:: Material for this exercise ::
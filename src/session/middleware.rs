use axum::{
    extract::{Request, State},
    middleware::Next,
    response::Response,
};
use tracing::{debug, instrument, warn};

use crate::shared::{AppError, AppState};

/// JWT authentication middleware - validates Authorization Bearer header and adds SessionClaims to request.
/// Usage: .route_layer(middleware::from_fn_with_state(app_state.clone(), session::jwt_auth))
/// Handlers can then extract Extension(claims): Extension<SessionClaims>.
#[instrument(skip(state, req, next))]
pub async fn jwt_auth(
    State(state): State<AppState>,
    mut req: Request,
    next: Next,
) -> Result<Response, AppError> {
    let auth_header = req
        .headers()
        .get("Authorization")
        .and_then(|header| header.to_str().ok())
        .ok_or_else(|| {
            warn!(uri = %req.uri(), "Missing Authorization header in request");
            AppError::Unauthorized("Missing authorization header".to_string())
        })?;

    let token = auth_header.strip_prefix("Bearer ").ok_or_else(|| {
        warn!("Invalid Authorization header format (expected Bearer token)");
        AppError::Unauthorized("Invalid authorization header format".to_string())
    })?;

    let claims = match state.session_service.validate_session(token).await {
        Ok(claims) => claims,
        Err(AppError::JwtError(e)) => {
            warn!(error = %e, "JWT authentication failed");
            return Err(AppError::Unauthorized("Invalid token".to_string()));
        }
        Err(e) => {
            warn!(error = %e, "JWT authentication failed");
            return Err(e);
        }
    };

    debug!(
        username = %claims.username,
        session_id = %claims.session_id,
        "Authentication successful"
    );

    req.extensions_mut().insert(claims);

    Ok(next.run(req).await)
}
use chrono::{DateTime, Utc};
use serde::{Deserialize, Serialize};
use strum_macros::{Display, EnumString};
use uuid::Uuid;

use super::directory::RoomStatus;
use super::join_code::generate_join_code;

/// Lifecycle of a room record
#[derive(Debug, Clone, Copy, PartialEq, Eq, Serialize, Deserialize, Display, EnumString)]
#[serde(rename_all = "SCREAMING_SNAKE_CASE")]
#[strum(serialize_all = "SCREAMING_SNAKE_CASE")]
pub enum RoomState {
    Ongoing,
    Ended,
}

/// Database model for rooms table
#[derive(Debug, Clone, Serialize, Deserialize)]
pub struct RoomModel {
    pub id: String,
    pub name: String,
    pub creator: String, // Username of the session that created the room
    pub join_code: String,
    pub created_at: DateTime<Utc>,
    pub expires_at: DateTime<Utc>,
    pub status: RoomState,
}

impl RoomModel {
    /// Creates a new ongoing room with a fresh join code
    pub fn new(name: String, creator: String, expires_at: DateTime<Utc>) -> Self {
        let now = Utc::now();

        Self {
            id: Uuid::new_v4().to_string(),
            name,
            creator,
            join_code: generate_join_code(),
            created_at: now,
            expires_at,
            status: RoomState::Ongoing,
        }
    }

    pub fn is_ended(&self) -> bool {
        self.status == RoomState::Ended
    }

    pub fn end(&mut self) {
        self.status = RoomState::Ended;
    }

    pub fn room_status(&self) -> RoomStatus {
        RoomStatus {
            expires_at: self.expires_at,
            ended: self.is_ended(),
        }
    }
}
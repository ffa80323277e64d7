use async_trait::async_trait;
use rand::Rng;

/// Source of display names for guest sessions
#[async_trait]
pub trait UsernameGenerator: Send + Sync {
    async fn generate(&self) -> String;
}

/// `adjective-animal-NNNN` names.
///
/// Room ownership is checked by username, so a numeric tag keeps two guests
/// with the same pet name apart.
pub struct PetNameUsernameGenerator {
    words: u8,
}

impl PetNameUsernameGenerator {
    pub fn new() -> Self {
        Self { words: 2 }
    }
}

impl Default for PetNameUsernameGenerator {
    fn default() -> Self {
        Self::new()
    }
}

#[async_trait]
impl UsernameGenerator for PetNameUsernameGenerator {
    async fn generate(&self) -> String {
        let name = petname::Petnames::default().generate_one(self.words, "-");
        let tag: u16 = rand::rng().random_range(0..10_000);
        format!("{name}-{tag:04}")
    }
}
:::
:: Material for this exercise ::
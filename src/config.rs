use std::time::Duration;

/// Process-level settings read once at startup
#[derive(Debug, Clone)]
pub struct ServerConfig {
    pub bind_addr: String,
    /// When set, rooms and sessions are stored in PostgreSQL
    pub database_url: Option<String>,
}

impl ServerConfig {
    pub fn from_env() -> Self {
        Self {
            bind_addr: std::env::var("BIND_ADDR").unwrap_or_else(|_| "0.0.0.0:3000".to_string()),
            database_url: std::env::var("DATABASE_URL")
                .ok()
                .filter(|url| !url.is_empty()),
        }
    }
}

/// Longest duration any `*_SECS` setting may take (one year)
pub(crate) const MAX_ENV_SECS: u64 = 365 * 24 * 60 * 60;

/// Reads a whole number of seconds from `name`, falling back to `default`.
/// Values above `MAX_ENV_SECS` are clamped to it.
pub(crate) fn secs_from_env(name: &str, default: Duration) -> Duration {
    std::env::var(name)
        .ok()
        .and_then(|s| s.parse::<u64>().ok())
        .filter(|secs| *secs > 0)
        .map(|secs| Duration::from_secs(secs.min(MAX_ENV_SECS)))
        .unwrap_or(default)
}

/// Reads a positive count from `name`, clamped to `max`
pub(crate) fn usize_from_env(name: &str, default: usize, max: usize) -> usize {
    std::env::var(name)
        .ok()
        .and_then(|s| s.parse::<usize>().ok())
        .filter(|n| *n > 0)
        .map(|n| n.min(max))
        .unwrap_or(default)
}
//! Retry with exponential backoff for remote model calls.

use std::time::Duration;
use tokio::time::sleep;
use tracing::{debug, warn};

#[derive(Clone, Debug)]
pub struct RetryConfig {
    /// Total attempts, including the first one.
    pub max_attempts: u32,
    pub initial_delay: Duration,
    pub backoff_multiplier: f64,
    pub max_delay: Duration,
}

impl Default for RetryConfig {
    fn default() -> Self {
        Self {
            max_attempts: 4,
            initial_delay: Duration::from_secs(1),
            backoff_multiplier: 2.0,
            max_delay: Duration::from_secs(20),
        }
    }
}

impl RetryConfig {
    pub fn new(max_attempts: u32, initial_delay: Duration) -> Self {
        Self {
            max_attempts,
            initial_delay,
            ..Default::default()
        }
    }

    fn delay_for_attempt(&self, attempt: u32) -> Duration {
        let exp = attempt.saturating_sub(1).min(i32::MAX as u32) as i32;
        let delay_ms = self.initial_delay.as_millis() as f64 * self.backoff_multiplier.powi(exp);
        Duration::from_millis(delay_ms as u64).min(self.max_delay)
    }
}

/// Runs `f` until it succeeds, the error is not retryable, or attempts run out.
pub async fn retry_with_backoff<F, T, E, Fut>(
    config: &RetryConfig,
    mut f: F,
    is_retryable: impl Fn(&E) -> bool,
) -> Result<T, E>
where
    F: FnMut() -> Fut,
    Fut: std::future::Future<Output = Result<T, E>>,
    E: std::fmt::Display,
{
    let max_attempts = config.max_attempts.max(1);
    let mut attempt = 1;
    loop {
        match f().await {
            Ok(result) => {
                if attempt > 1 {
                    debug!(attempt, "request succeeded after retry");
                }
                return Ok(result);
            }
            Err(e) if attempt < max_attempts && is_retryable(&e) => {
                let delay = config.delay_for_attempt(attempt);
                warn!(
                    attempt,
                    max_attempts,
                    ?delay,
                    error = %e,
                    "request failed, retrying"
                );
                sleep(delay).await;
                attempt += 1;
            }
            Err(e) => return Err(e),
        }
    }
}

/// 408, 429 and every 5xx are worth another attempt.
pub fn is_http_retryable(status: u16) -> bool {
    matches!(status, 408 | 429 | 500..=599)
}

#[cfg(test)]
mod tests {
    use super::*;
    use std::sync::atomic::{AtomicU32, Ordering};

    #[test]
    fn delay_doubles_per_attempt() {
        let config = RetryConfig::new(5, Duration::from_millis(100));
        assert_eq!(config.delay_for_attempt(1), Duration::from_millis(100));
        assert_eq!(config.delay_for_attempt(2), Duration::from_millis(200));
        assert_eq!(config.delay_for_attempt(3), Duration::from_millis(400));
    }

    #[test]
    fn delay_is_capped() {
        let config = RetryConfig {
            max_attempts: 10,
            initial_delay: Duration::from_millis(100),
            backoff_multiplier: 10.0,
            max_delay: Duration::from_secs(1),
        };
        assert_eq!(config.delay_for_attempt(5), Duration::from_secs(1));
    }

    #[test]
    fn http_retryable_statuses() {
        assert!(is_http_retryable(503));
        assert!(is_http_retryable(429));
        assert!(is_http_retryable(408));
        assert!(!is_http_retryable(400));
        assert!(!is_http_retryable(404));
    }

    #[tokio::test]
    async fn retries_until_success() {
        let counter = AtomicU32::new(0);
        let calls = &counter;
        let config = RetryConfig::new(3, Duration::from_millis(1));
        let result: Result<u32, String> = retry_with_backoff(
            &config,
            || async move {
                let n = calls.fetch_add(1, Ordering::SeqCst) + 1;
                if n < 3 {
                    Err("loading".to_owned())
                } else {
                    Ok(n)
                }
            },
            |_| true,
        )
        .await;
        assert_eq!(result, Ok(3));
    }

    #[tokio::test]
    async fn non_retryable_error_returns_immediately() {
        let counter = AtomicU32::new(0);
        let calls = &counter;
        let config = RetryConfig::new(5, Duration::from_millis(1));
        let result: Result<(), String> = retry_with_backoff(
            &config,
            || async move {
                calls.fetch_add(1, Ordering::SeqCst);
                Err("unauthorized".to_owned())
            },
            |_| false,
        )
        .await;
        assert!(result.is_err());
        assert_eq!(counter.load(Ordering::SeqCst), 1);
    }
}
:::
Task details
Each line holding "clamped" in the records should be copied out.

Solution to this task
/// Values above `MAX_ENV_SECS` are clamped to it.
/// Reads a positive count from `name`, clamped to `max`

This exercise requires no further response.